- DATA FOR THIS EXERCISE
Content starts

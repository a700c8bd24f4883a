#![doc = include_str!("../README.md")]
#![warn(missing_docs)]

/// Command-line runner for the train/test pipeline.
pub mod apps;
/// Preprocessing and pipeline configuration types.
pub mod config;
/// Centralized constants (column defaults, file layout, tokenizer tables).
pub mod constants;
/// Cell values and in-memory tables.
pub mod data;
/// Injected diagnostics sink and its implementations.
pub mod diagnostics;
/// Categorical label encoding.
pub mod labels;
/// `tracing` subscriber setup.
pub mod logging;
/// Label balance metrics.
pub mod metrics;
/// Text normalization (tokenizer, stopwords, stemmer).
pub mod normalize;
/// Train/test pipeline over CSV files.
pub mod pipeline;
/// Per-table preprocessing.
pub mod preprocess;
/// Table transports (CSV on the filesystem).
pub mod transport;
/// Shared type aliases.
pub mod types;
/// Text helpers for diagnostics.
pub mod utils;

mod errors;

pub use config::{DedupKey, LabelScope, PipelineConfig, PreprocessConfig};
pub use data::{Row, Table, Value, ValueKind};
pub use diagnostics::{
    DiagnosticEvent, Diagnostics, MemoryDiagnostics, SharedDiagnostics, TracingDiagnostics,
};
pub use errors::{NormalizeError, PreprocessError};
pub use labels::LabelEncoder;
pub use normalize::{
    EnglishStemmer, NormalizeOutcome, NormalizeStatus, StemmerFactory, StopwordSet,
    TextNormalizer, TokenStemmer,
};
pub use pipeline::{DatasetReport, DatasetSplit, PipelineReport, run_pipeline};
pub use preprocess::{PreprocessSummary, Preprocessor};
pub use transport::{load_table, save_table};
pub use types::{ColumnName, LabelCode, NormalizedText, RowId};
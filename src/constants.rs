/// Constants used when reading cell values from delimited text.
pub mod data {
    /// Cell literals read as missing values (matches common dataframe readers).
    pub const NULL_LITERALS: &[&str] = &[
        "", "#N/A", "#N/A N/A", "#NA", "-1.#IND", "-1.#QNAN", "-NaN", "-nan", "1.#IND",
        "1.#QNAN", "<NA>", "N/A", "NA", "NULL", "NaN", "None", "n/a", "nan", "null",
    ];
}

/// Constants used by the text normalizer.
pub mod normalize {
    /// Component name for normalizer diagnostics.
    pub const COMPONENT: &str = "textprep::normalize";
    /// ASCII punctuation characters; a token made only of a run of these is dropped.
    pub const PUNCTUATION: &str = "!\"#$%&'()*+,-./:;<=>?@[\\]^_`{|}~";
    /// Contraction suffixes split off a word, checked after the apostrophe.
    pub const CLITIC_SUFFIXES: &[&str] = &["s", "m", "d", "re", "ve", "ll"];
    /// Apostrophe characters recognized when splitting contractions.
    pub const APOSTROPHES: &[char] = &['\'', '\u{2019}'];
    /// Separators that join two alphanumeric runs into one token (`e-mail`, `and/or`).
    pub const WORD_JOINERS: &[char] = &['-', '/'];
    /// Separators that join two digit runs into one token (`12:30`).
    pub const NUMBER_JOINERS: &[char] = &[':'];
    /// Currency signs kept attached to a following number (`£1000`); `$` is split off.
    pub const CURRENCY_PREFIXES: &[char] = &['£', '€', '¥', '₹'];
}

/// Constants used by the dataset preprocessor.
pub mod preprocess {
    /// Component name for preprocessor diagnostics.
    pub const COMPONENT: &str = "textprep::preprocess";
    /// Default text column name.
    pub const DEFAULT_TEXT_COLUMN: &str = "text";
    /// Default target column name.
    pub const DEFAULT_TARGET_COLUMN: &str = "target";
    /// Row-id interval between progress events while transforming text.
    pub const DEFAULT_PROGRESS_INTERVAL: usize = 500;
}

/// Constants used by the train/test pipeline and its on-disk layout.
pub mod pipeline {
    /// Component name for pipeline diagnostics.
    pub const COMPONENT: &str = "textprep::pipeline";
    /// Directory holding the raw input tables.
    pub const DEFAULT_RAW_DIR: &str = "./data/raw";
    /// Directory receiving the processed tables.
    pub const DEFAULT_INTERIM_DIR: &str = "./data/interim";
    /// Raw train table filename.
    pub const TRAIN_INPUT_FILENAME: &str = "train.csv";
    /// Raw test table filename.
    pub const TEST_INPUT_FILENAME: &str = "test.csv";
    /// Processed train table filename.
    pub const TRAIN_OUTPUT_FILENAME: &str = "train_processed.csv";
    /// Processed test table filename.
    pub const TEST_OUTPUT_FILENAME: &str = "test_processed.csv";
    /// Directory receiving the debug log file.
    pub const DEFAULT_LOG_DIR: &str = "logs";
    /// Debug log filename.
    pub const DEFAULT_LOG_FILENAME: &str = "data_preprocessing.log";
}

Content ends

- EXERCISE OBJECTIVE
Output exactly one stretch of the listing: from the line containing "pub const DEFAULT_TEXT_COLUMN: &str" through the line containing "the processed tables.", both end lines included.

- WRITTEN RESPONSE
    pub const DEFAULT_TEXT_COLUMN: &str = "text";
    /// Default target column name.
    pub const DEFAULT_TARGET_COLUMN: &str = "target";
    /// Row-id interval between progress events while transforming text.
    pub const DEFAULT_PROGRESS_INTERVAL: usize = 500;
}

/// Constants used by the train/test pipeline and its on-disk layout.
pub mod pipeline {
    /// Component name for pipeline diagnostics.
    pub const COMPONENT: &str = "textprep::pipeline";
    /// Directory holding the raw input tables.
    pub const DEFAULT_RAW_DIR: &str = "./data/raw";
    /// Directory receiving the processed tables.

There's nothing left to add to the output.